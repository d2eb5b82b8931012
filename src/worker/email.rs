use std::sync::Arc;
use std::time::Duration;

use tokio::sync::{Notify, watch};
use tokio::task::JoinSet;
use tracing::{Level, debug, error, event, instrument, warn};

use super::backoff;
use super::events::{self, MessageEvent};
use crate::config::WorkerConfig;
use crate::model::{Message, MessageType, SuppressionReason, normalize_address};
use crate::smtp::{DkimCache, Mailer, SendRequest, SmtpFailure};
use crate::store::MailStore;

/// Drives queued messages through the send state machine:
/// `queued → processing → {sent, queued, failed, rejected}`.
#[derive(Clone)]
pub struct EmailWorker {
	store: Arc<dyn MailStore>,
	mailer: Arc<dyn Mailer>,
	dkim: Arc<DkimCache>,
	hostname: String,
	concurrency: usize,
	max_retries: u32,
	retry_delay: Duration,
	shutdown_grace: Duration,
	wake: Arc<Notify>,
}

impl EmailWorker {
	pub fn new(
		store: Arc<dyn MailStore>,
		mailer: Arc<dyn Mailer>,
		dkim: Arc<DkimCache>,
		hostname: String,
		worker: &WorkerConfig,
		wake: Arc<Notify>,
	) -> Self {
		Self {
			store,
			mailer,
			dkim,
			hostname,
			concurrency: worker.concurrency.max(1),
			max_retries: worker.max_retries,
			retry_delay: worker.retry_delay,
			shutdown_grace: worker.shutdown_grace,
			wake,
		}
	}

	/// Runs until shutdown. Each wake-up drains the queue: claims are taken
	/// until one comes back empty, with up to `concurrency` sends in flight.
	pub async fn run(self, mut shutdown: watch::Receiver<bool>) {
		let mut in_flight = JoinSet::new();

		loop {
			tokio::select! {
				_ = self.wake.notified() => {}
				_ = shutdown.wait_for(|stop| *stop) => break,
			}
			self.drain(&mut in_flight, &shutdown).await;
		}

		// Let in-flight sends finish inside the grace window; anything
		// still running is abandoned and re-picked up after restart by
		// the visibility-timeout sweep.
		let grace = self.shutdown_grace;
		if tokio::time::timeout(grace, async {
			while in_flight.join_next().await.is_some() {}
		})
		.await
		.is_err()
		{
			warn!(
				abandoned = in_flight.len(),
				"shutdown grace elapsed with sends still in flight"
			);
			in_flight.abort_all();
		}
	}

	async fn drain(&self, in_flight: &mut JoinSet<()>, shutdown: &watch::Receiver<bool>) {
		loop {
			if *shutdown.borrow() {
				return;
			}
			while in_flight.len() >= self.concurrency {
				in_flight.join_next().await;
			}
			match self.store.claim_next_message().await {
				Ok(Some(message)) => {
					let worker = self.clone();
					in_flight.spawn(async move { worker.process(message).await });
				}
				Ok(None) => return,
				Err(err) => {
					error!("message claim failed: {err}");
					return;
				}
			}
		}
	}

	#[instrument(skip_all, fields(message_id = %message.id, tenant = %message.api_key_id))]
	async fn process(&self, message: Message) {
		if message.kind != MessageType::Email {
			self.finish_failed(&message, message.attempts + 1, "unsupported message type", None)
				.await;
			return;
		}

		let recipient = normalize_address(&message.to_address);

		// Re-checked post-claim: the suppression may have been created
		// after this message was accepted.
		match self.store.suppression(message.api_key_id, &recipient).await {
			Ok(Some(suppression)) => {
				let reason = format!("Recipient suppressed: {}", suppression.reason.as_str());
				match self.store.mark_message_rejected(message.id, &reason).await {
					Ok(applied) => event!(
						target: "courier.worker",
						Level::INFO,
						message_id = %message.id,
						outcome = "rejected",
						applied,
						reason = %reason
					),
					Err(err) => error!("rejected transition failed: {err}"),
				}
				return;
			}
			Ok(None) => {}
			Err(err) => {
				// Leave the claim in place; the visibility-timeout sweep
				// returns the row to the queue.
				error!("suppression lookup failed: {err}");
				return;
			}
		}

		let dkim = self
			.dkim
			.resolve(self.store.as_ref(), message.api_key_id, &message.from_address)
			.await;

		let request = SendRequest {
			message_id: format!("{}@{}", message.id, self.hostname),
			from: message.from_address.clone(),
			to: recipient.clone(),
			subject: message.subject.clone(),
			text_body: message.body.clone(),
			html_body: message.html_body.clone(),
		};

		match self.mailer.send(&request, dkim.as_ref()).await {
			Ok(outcome) => {
				match self.store.mark_message_sent(message.id).await {
					Ok(true) => {
						event!(
							target: "courier.worker",
							Level::INFO,
							message_id = %message.id,
							outcome = "sent",
							smtp_id = %outcome.smtp_id
						);
						events::emit(
							self.store.as_ref(),
							message.api_key_id,
							message.id,
							&MessageEvent::Sent {
								smtp_id: outcome.smtp_id,
							},
						)
						.await;
					}
					Ok(false) => warn!("message no longer processing, skipping sent transition"),
					Err(err) => error!("sent transition failed: {err}"),
				}
			}
			Err(failure) => self.handle_failure(&message, &recipient, failure).await,
		}
	}

	async fn handle_failure(&self, message: &Message, recipient: &str, failure: SmtpFailure) {
		let attempts = message.attempts + 1;
		let should_retry = failure.should_retry() && (attempts as u32) < self.max_retries;

		if should_retry {
			let delay = backoff::message_retry_delay(self.retry_delay, attempts as u32);
			match self
				.store
				.requeue_message(message.id, attempts, &failure.to_string())
				.await
			{
				Ok(applied) => event!(
					target: "courier.worker",
					Level::WARN,
					message_id = %message.id,
					outcome = "retry",
					attempts,
					applied,
					eligible_in_ms = delay.as_millis() as u64,
					error = %failure
				),
				Err(err) => error!("retry transition failed: {err}"),
			}
			return;
		}

		let hard_bounce = failure.is_hard_bounce();
		let applied = self
			.finish_failed(message, attempts, &failure.to_string(), failure.code)
			.await;
		if !applied {
			return;
		}

		if hard_bounce {
			// Every hard-bounce terminal transition leaves a suppression
			// behind, absent a store error.
			if let Err(err) = self
				.store
				.upsert_suppression(message.api_key_id, recipient, SuppressionReason::HardBounce)
				.await
			{
				error!("hard bounce suppression upsert failed: {err}");
			}
			events::emit(
				self.store.as_ref(),
				message.api_key_id,
				message.id,
				&MessageEvent::Bounced {
					code: failure.code,
					description: failure.message.clone(),
				},
			)
			.await;
		} else {
			events::emit(
				self.store.as_ref(),
				message.api_key_id,
				message.id,
				&MessageEvent::Failed {
					reason: failure.message.clone(),
				},
			)
			.await;
		}
	}

	async fn finish_failed(
		&self,
		message: &Message,
		attempts: i32,
		reason: &str,
		code: Option<u16>,
	) -> bool {
		match self
			.store
			.mark_message_failed(message.id, attempts, reason)
			.await
		{
			Ok(applied) => {
				event!(
					target: "courier.worker",
					Level::ERROR,
					message_id = %message.id,
					outcome = "failed",
					attempts,
					applied,
					code = code.map(|c| c as i64),
					reason
				);
				if !applied {
					debug!("message left processing before failed transition applied");
				}
				applied
			}
			Err(err) => {
				error!("failed transition failed: {err}");
				false
			}
		}
	}
}
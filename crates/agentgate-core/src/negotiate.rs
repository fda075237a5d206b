//! Content negotiation over a small ranked set of result encodings.
//!
//! Entries are visited in header order and the first one compatible with any
//! supported type wins. Quality weights are not used for ordering.

use crate::error::GateError;
use crate::media_type::{parse_accept, MediaType};
use serde::Serialize;

/// Outcome of negotiating an `Accept` header against supported types.
#[derive(Debug, Clone, PartialEq, Eq, Serialize)]
#[serde(tag = "outcome", content = "media_type", rename_all = "lowercase")]
pub enum Negotiation {
    /// A supported representation (always one of the `supported` entries).
    Selected(MediaType),
    /// Nothing requested can be produced.
    Unacceptable,
}

impl Negotiation {
    /// Maps `Unacceptable` to [`GateError::UnsupportedRepresentation`].
    pub fn into_result(self, accept: Option<&str>) -> Result<MediaType, GateError> {
        match self {
            Negotiation::Selected(m) => Ok(m),
            Negotiation::Unacceptable => Err(GateError::UnsupportedRepresentation {
                accept: accept.unwrap_or_default().to_string(),
            }),
        }
    }
}

fn first_supported(wanted: &MediaType, supported: &[MediaType]) -> Option<MediaType> {
    supported.iter().find(|s| wanted.is_compatible(s)).cloned()
}

fn default_of(supported: &[MediaType]) -> Negotiation {
    supported
        .first()
        .cloned()
        .map(Negotiation::Selected)
        .unwrap_or(Negotiation::Unacceptable)
}

/// Media types of a raw `Accept` header in header order.
///
/// Entries that do not parse are logged and skipped; malformed parameters
/// only cost the parameters. Quality weights are removed.
fn accepted_types(header: &str) -> impl Iterator<Item = MediaType> + '_ {
    parse_accept(header)
        .into_iter()
        .zip(header.split(','))
        .filter_map(|(entry, raw)| match entry {
            Ok(e) => Some(e.media_type),
            Err(e) => {
                tracing::warn!(
                    entry = raw.trim(),
                    error = %e,
                    "ignoring unsupported accepted media type"
                );
                None
            }
        })
}

/// Negotiates a raw `Accept` header value.
///
/// A missing header selects the first supported type. Malformed entries are
/// logged and skipped.
pub fn negotiate(accept: Option<&str>, supported: &[MediaType]) -> Negotiation {
    let Some(header) = accept else {
        return default_of(supported);
    };

    for wanted in accepted_types(header) {
        if let Some(found) = first_supported(&wanted, supported) {
            tracing::debug!(wanted = %wanted, selected = %found, "negotiated representation");
            return Negotiation::Selected(found);
        }
    }

    tracing::debug!(accept = header, "no acceptable representation");
    Negotiation::Unacceptable
}

/// Parses an `Accept` header into its media types, dropping malformed entries.
///
/// Quality weights are stripped; header order is kept. A missing header gives
/// an empty list.
pub fn acceptable_media_types(accept: Option<&str>) -> Vec<MediaType> {
    accept.map(|h| accepted_types(h).collect()).unwrap_or_default()
}

/// Negotiates an already-parsed list of acceptable types.
///
/// An empty list means no explicit preference and selects the first supported type.
pub fn negotiate_types(acceptable: &[MediaType], supported: &[MediaType]) -> Negotiation {
    if acceptable.is_empty() {
        return default_of(supported);
    }
    acceptable
        .iter()
        .find_map(|wanted| first_supported(wanted, supported))
        .map(Negotiation::Selected)
        .unwrap_or(Negotiation::Unacceptable)
}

## Task to carry out
Within the listing above, find every line containing the string "sends" and return it.

## Solution to the problem
	/// until one comes back empty, with up to `concurrency` sends in flight.
		// Let in-flight sends finish inside the grace window; anything
				"shutdown grace elapsed with sends still in flight"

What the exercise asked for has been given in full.